--- PROVIDED MATERIAL ---
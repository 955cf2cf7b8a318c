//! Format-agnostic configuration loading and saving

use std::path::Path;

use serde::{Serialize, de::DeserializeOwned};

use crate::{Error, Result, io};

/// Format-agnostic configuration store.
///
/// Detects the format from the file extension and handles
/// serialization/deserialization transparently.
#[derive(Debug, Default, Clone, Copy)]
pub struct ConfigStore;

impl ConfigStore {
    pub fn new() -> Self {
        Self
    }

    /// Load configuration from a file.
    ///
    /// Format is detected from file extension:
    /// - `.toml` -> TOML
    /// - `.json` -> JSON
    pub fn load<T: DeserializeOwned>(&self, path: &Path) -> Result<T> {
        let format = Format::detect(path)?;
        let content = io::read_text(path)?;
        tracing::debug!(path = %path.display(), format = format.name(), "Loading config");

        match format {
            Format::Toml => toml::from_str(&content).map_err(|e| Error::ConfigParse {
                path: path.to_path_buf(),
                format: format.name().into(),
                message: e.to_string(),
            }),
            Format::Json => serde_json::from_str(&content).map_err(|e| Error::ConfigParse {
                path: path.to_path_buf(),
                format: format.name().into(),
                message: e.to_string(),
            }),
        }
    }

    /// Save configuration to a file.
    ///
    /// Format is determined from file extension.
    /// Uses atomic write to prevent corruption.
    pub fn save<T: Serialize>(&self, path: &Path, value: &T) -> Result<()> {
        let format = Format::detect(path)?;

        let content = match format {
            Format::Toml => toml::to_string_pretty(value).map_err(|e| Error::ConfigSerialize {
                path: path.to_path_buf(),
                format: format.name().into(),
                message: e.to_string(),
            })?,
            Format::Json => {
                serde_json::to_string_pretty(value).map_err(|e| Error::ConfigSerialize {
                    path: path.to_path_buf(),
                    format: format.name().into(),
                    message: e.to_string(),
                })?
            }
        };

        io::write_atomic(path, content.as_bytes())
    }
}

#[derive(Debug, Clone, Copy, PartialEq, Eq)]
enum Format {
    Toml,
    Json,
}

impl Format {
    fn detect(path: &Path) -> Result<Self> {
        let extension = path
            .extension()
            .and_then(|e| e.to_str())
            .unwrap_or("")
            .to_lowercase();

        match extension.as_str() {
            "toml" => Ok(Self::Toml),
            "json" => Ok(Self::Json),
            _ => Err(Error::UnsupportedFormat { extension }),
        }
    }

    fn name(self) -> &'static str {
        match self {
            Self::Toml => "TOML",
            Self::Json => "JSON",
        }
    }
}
---
--- PROVIDED MATERIAL ---
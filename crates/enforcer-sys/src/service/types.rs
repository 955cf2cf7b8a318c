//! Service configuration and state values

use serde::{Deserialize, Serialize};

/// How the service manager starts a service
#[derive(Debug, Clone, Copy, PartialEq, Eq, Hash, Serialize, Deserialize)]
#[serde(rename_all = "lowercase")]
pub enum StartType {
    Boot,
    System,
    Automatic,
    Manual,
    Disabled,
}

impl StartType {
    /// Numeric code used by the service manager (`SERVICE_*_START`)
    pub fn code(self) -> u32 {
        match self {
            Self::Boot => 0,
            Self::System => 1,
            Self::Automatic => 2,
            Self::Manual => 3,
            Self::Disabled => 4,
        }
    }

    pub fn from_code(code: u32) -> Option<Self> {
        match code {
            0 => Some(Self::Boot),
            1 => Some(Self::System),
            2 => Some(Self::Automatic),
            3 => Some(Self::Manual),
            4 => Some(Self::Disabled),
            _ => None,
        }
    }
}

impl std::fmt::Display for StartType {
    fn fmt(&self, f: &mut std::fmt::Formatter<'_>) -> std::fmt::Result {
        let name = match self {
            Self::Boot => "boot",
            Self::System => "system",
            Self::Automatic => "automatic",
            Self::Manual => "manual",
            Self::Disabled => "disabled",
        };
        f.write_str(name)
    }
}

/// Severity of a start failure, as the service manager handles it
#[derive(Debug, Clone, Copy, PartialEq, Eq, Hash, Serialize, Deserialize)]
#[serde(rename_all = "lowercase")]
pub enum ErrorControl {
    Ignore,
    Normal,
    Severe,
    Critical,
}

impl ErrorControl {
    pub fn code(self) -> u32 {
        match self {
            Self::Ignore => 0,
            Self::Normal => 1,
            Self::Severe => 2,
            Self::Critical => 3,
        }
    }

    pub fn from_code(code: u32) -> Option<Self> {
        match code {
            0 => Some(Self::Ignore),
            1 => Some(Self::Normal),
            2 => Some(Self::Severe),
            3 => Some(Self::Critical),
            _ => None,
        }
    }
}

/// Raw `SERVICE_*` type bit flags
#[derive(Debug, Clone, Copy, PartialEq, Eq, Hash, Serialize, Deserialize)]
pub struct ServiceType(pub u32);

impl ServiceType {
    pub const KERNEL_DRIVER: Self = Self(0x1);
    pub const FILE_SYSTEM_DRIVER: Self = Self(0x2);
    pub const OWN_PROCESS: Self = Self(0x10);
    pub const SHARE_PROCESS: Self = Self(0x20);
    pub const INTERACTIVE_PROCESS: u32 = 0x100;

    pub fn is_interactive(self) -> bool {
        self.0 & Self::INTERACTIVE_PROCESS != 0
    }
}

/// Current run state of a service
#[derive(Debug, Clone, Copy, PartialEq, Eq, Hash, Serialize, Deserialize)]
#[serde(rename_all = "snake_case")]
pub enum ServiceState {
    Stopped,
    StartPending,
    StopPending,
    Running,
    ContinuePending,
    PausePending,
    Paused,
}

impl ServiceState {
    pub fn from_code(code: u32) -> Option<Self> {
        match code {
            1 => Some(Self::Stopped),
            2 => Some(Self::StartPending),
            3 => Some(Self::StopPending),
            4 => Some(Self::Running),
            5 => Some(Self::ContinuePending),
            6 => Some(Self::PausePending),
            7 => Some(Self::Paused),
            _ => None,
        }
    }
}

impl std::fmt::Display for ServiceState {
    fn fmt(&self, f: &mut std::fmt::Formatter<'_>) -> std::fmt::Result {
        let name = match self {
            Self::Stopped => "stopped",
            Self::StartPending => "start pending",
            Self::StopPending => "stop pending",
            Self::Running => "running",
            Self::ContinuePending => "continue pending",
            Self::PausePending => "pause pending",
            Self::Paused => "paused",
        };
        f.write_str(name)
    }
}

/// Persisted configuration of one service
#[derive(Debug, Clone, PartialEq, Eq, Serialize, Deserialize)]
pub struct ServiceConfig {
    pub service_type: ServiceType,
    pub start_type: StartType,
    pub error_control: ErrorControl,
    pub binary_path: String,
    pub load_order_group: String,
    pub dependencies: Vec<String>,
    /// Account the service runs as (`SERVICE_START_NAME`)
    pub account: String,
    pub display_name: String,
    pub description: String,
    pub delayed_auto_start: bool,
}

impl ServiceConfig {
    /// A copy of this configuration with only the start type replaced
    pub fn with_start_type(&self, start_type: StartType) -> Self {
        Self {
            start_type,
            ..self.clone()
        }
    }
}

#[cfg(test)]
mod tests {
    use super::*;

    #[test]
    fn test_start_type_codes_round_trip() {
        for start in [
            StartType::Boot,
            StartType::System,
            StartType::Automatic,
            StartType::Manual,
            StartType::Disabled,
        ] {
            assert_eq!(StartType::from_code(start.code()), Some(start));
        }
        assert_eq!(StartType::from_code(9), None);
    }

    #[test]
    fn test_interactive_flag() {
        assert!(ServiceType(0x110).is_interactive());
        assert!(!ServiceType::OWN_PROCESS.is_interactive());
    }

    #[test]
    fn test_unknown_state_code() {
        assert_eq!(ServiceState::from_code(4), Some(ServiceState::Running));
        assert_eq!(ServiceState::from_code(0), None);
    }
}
---
## TASK GOAL
Scan the data above; copy every line where "Critical" appears.

## ANSWER BELOW
    Critical,
            Self::Critical => 3,
            3 => Some(Self::Critical),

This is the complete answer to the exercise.